# Exercise inputs:
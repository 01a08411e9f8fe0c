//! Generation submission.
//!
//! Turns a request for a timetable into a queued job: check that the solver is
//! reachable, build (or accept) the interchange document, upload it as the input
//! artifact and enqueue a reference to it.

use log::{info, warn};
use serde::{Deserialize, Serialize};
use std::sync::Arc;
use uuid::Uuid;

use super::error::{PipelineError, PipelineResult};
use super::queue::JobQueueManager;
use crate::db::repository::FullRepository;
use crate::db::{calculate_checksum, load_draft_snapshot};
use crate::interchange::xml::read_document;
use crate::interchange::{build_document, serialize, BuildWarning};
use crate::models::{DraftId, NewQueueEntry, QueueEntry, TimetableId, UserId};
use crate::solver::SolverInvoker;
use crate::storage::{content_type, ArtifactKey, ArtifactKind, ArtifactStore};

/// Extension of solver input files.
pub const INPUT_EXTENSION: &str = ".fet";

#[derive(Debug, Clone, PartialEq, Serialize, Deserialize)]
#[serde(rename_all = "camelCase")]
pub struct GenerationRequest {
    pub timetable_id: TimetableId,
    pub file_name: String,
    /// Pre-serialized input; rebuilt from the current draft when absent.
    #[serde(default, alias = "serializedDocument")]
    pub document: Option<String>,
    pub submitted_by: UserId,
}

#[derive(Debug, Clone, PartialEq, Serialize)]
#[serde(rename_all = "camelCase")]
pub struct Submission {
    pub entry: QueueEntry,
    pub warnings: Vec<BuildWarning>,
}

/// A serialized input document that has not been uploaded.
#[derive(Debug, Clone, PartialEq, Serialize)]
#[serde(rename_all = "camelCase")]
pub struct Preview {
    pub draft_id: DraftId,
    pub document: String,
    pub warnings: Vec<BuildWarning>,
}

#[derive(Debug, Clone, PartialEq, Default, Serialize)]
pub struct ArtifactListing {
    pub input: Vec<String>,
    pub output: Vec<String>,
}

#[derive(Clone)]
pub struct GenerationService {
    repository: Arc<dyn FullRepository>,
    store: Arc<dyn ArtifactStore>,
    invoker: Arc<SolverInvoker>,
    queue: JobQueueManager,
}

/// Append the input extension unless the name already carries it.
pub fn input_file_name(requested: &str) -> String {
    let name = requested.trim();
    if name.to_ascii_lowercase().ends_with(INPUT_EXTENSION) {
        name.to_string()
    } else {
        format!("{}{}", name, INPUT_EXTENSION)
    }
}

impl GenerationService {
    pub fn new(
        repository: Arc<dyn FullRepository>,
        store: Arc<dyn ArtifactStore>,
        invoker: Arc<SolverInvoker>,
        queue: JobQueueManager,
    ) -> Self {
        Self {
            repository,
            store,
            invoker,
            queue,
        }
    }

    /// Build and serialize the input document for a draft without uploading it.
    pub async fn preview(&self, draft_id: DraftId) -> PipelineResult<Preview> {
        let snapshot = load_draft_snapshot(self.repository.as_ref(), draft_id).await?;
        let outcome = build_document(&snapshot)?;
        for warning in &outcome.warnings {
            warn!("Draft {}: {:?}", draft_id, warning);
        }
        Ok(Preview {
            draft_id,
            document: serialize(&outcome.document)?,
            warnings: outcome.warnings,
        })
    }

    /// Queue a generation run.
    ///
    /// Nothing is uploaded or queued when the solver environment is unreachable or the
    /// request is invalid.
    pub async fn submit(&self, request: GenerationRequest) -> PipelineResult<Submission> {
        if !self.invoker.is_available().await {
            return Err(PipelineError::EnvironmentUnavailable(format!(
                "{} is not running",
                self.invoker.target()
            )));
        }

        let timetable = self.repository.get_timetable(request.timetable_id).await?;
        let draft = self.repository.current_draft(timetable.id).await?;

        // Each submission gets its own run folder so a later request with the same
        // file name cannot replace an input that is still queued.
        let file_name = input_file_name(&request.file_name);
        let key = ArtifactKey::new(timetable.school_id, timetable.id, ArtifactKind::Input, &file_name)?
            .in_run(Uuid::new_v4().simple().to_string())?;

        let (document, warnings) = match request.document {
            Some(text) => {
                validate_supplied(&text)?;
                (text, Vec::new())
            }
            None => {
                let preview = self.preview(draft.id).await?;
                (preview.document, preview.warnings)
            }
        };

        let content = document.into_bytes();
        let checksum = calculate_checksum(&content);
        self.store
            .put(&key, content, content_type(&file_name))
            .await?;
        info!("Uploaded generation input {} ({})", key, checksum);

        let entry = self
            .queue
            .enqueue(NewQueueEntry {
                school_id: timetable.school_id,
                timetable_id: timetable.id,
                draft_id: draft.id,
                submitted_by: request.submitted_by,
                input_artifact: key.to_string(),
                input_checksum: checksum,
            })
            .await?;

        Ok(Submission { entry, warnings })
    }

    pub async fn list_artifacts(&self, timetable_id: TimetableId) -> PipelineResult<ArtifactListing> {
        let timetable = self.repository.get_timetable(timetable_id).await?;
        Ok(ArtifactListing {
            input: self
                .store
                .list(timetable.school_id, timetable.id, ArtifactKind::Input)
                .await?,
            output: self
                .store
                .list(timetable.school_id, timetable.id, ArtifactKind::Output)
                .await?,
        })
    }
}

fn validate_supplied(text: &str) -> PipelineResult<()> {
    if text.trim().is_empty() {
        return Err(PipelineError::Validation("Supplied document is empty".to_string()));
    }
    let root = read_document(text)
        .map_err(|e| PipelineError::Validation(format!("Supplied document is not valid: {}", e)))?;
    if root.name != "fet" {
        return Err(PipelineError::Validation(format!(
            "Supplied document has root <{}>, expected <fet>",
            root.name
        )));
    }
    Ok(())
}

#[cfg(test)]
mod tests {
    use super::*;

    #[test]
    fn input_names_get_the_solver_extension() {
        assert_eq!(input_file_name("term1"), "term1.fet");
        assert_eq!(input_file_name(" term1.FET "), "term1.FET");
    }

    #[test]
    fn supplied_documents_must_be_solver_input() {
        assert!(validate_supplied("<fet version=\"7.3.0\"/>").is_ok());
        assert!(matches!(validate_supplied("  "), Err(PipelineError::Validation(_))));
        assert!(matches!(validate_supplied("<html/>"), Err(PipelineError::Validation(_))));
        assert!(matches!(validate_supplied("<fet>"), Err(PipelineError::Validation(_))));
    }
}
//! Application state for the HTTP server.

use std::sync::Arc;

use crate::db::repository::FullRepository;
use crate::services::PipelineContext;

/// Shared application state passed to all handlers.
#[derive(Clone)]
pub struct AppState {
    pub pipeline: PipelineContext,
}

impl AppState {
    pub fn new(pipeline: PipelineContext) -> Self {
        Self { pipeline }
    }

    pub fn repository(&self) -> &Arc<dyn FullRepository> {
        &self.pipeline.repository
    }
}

# What you are asked to do:
Filter the entries by the string "interchange" and copy each matching line.

# Worked solution:
//! reachable, build (or accept) the interchange document, upload it as the input
use crate::interchange::xml::read_document;
use crate::interchange::{build_document, serialize, BuildWarning};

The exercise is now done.